(REQUIREMENT):
Go through the entries and copy every one exactly.

Records from a dataset
------------------------------------------------

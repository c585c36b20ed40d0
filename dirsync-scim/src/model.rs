//! SCIM 2.0 resource and message payloads (RFC 7643 / RFC 7644 subset).

use serde::{Deserialize, Serialize};

use dirsync_core::{DirectoryError, GroupName, NewUser, TargetGroup, TargetUser, UserName};

pub const USER_SCHEMA: &str = "urn:ietf:params:scim:schemas:core:2.0:User";
pub const GROUP_SCHEMA: &str = "urn:ietf:params:scim:schemas:core:2.0:Group";
pub const PATCH_OP_SCHEMA: &str = "urn:ietf:params:scim:api:messages:2.0:PatchOp";

/// `User` resource.
#[derive(Debug, Clone, PartialEq, Eq, Serialize, Deserialize)]
#[serde(rename_all = "camelCase")]
pub struct ScimUser {
    #[serde(default)]
    pub schemas: Vec<String>,
    #[serde(default, skip_serializing_if = "Option::is_none")]
    pub id: Option<String>,
    pub user_name: String,
    #[serde(default, skip_serializing_if = "Option::is_none")]
    pub display_name: Option<String>,
    #[serde(default, skip_serializing_if = "Option::is_none")]
    pub name: Option<ScimName>,
    #[serde(default, skip_serializing_if = "Vec::is_empty")]
    pub emails: Vec<ScimEmail>,
    #[serde(default, skip_serializing_if = "Option::is_none")]
    pub active: Option<bool>,
}

#[derive(Debug, Clone, PartialEq, Eq, Serialize, Deserialize)]
#[serde(rename_all = "camelCase")]
pub struct ScimName {
    #[serde(default)]
    pub given_name: String,
    #[serde(default)]
    pub family_name: String,
}

#[derive(Debug, Clone, PartialEq, Eq, Serialize, Deserialize)]
pub struct ScimEmail {
    pub value: String,
    #[serde(rename = "type", default, skip_serializing_if = "Option::is_none")]
    pub kind: Option<String>,
    #[serde(default, skip_serializing_if = "Option::is_none")]
    pub primary: Option<bool>,
}

/// `Group` resource.
#[derive(Debug, Clone, PartialEq, Eq, Serialize, Deserialize)]
#[serde(rename_all = "camelCase")]
pub struct ScimGroup {
    #[serde(default)]
    pub schemas: Vec<String>,
    #[serde(default, skip_serializing_if = "Option::is_none")]
    pub id: Option<String>,
    pub display_name: String,
    #[serde(default)]
    pub members: Vec<ScimMember>,
}

#[derive(Debug, Clone, PartialEq, Eq, Serialize, Deserialize)]
pub struct ScimMember {
    pub value: String,
}

/// `ListResponse` message.
#[derive(Debug, Clone, Deserialize)]
#[serde(rename_all = "camelCase")]
pub struct ListResponse<T> {
    /// Absent on some servers; pagination then relies on short pages.
    #[serde(default)]
    pub total_results: Option<u64>,
    #[serde(rename = "Resources", default = "Vec::new")]
    pub resources: Vec<T>,
}

/// `PatchOp` message.
#[derive(Debug, Clone, PartialEq, Serialize)]
pub struct PatchRequest {
    pub schemas: Vec<String>,
    #[serde(rename = "Operations")]
    pub operations: Vec<PatchOperation>,
}

#[derive(Debug, Clone, PartialEq, Serialize)]
pub struct PatchOperation {
    pub op: String,
    #[serde(skip_serializing_if = "Option::is_none")]
    pub path: Option<String>,
    #[serde(skip_serializing_if = "Option::is_none")]
    pub value: Option<serde_json::Value>,
}

impl PatchRequest {
    /// Add a single member to a group.
    pub fn add_member(user_id: &str) -> Self {
        Self::single(PatchOperation {
            op: "add".to_owned(),
            path: Some("members".to_owned()),
            value: Some(serde_json::json!([{ "value": user_id }])),
        })
    }

    /// Remove a single member from a group.
    pub fn remove_member(user_id: &str) -> Self {
        Self::single(PatchOperation {
            op: "remove".to_owned(),
            path: Some(format!(
                "members[value eq \"{}\"]",
                escape_filter_value(user_id)
            )),
            value: None,
        })
    }

    fn single(op: PatchOperation) -> Self {
        Self {
            schemas: vec![PATCH_OP_SCHEMA.to_owned()],
            operations: vec![op],
        }
    }
}

// ---------------------------------------------------------------------------
// Mapping to / from directory types
// ---------------------------------------------------------------------------

impl From<&NewUser> for ScimUser {
    fn from(user: &NewUser) -> Self {
        Self {
            schemas: vec![USER_SCHEMA.to_owned()],
            id: None,
            user_name: user.primary_email.0.clone(),
            display_name: Some(user.display_name()),
            name: Some(ScimName {
                given_name: user.given_name.clone(),
                family_name: user.family_name.clone(),
            }),
            emails: vec![ScimEmail {
                value: user.primary_email.0.clone(),
                kind: Some("work".to_owned()),
                primary: Some(true),
            }],
            active: Some(true),
        }
    }
}

impl ScimGroup {
    /// Payload for `POST /Groups`.
    pub fn new(name: &GroupName) -> Self {
        Self {
            schemas: vec![GROUP_SCHEMA.to_owned()],
            id: None,
            display_name: name.0.clone(),
            members: Vec::new(),
        }
    }
}

impl TryFrom<ScimUser> for TargetUser {
    type Error = DirectoryError;

    fn try_from(user: ScimUser) -> Result<Self, Self::Error> {
        let id = user.id.ok_or_else(|| {
            DirectoryError::Decode(format!("user '{}' has no id", user.user_name))
        })?;
        Ok(TargetUser {
            id,
            user_name: UserName(user.user_name),
            display_name: user.display_name,
        })
    }
}

impl TryFrom<ScimGroup> for TargetGroup {
    type Error = DirectoryError;

    fn try_from(group: ScimGroup) -> Result<Self, Self::Error> {
        let id = group.id.ok_or_else(|| {
            DirectoryError::Decode(format!("group '{}' has no id", group.display_name))
        })?;
        Ok(TargetGroup {
            id,
            display_name: GroupName(group.display_name),
        })
    }
}

/// Escape a value for use inside a double-quoted SCIM filter literal
/// (RFC 7644 §3.4.2.2).
pub fn escape_filter_value(value: &str) -> String {
    value.replace('\\', "\\\\").replace('"', "\\\"")
}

------------------------------------------------

(WRITTEN SOLUTION):
repository c585c36b20ed40d0
filename dirsync-scim/src/model.rs
//! SCIM 2.0 resource and message payloads (RFC 7643 / RFC 7644 subset).

use serde::{Deserialize, Serialize};

use dirsync_core::{DirectoryError, GroupName, NewUser, TargetGroup, TargetUser, UserName};

pub const USER_SCHEMA: &str = "urn:ietf:params:scim:schemas:core:2.0:User";
pub const GROUP_SCHEMA: &str = "urn:ietf:params:scim:schemas:core:2.0:Group";
pub const PATCH_OP_SCHEMA: &str = "urn:ietf:params:scim:api:messages:2.0:PatchOp";

/// `User` resource.
#[derive(Debug, Clone, PartialEq, Eq, Serialize, Deserialize)]
#[serde(rename_all = "camelCase")]
pub struct ScimUser {
    #[serde(default)]
    pub schemas: Vec<String>,
    #[serde(default, skip_serializing_if = "Option::is_none")]
    pub id: Option<String>,
    pub user_name: String,
    #[serde(default, skip_serializing_if = "Option::is_none")]
    pub display_name: Option<String>,
    #[serde(default, skip_serializing_if = "Option::is_none")]
    pub name: Option<ScimName>,
    #[serde(default, skip_serializing_if = "Vec::is_empty")]
    pub emails: Vec<ScimEmail>,
    #[serde(default, skip_serializing_if = "Option::is_none")]
    pub active: Option<bool>,
}

#[derive(Debug, Clone, PartialEq, Eq, Serialize, Deserialize)]
#[serde(rename_all = "camelCase")]
pub struct ScimName {
    #[serde(default)]
    pub given_name: String,
    #[serde(default)]
    pub family_name: String,
}

#[derive(Debug, Clone, PartialEq, Eq, Serialize, Deserialize)]
pub struct ScimEmail {
    pub value: String,
    #[serde(rename = "type", default, skip_serializing_if = "Option::is_none")]
    pub kind: Option<String>,
    #[serde(default, skip_serializing_if = "Option::is_none")]
    pub primary: Option<bool>,
}

/// `Group` resource.
#[derive(Debug, Clone, PartialEq, Eq, Serialize, Deserialize)]
#[serde(rename_all = "camelCase")]
pub struct ScimGroup {
    #[serde(default)]
    pub schemas: Vec<String>,
    #[serde(default, skip_serializing_if = "Option::is_none")]
    pub id: Option<String>,
    pub display_name: String,
    #[serde(default)]
    pub members: Vec<ScimMember>,
}

#[derive(Debug, Clone, PartialEq, Eq, Serialize, Deserialize)]
pub struct ScimMember {
    pub value: String,
}

/// `ListResponse` message.
#[derive(Debug, Clone, Deserialize)]
#[serde(rename_all = "camelCase")]
pub struct ListResponse<T> {
    /// Absent on some servers; pagination then relies on short pages.
    #[serde(default)]
    pub total_results: Option<u64>,
    #[serde(rename = "Resources", default = "Vec::new")]
    pub resources: Vec<T>,
}

/// `PatchOp` message.
#[derive(Debug, Clone, PartialEq, Serialize)]
pub struct PatchRequest {
    pub schemas: Vec<String>,
    #[serde(rename = "Operations")]
    pub operations: Vec<PatchOperation>,
}

#[derive(Debug, Clone, PartialEq, Serialize)]
pub struct PatchOperation {
    pub op: String,
    #[serde(skip_serializing_if = "Option::is_none")]
    pub path: Option<String>,
    #[serde(skip_serializing_if = "Option::is_none")]
    pub value: Option<serde_json::Value>,
}

impl PatchRequest {
    /// Add a single member to a group.
    pub fn add_member(user_id: &str) -> Self {
        Self::single(PatchOperation {
            op: "add".to_owned(),
            path: Some("members".to_owned()),
            value: Some(serde_json::json!([{ "value": user_id }])),
        })
    }

    /// Remove a single member from a group.
    pub fn remove_member(user_id: &str) -> Self {
        Self::single(PatchOperation {
            op: "remove".to_owned(),
            path: Some(format!(
                "members[value eq \"{}\"]",
                escape_filter_value(user_id)
            )),
            value: None,
        })
    }

    fn single(op: PatchOperation) -> Self {
        Self {
            schemas: vec![PATCH_OP_SCHEMA.to_owned()],
            operations: vec![op],
        }
    }
}

// ---------------------------------------------------------------------------
// Mapping to / from directory types
// ---------------------------------------------------------------------------

impl From<&NewUser> for ScimUser {
    fn from(user: &NewUser) -> Self {
        Self {
            schemas: vec![USER_SCHEMA.to_owned()],
            id: None,
            user_name: user.primary_email.0.clone(),
            display_name: Some(user.display_name()),
            name: Some(ScimName {
                given_name: user.given_name.clone(),
                family_name: user.family_name.clone(),
            }),
            emails: vec![ScimEmail {
                value: user.primary_email.0.clone(),
                kind: Some("work".to_owned()),
                primary: Some(true),
            }],
            active: Some(true),
        }
    }
}

impl ScimGroup {
    /// Payload for `POST /Groups`.
    pub fn new(name: &GroupName) -> Self {
        Self {
            schemas: vec![GROUP_SCHEMA.to_owned()],
            id: None,
            display_name: name.0.clone(),
            members: Vec::new(),
        }
    }
}

impl TryFrom<ScimUser> for TargetUser {
    type Error = DirectoryError;

    fn try_from(user: ScimUser) -> Result<Self, Self::Error> {
        let id = user.id.ok_or_else(|| {
            DirectoryError::Decode(format!("user '{}' has no id", user.user_name))
        })?;
        Ok(TargetUser {
            id,
            user_name: UserName(user.user_name),
            display_name: user.display_name,
        })
    }
}

impl TryFrom<ScimGroup> for TargetGroup {
    type Error = DirectoryError;

    fn try_from(group: ScimGroup) -> Result<Self, Self::Error> {
        let id = group.id.ok_or_else(|| {
            DirectoryError::Decode(format!("group '{}' has no id", group.display_name))
        })?;
        Ok(TargetGroup {
            id,
            display_name: GroupName(group.display_name),
        })
    }
}

/// Escape a value for use inside a double-quoted SCIM filter literal
/// (RFC 7644 §3.4.2.2).
pub fn escape_filter_value(value: &str) -> String {
    value.replace('\\', "\\\\").replace('"', "\\\"")
}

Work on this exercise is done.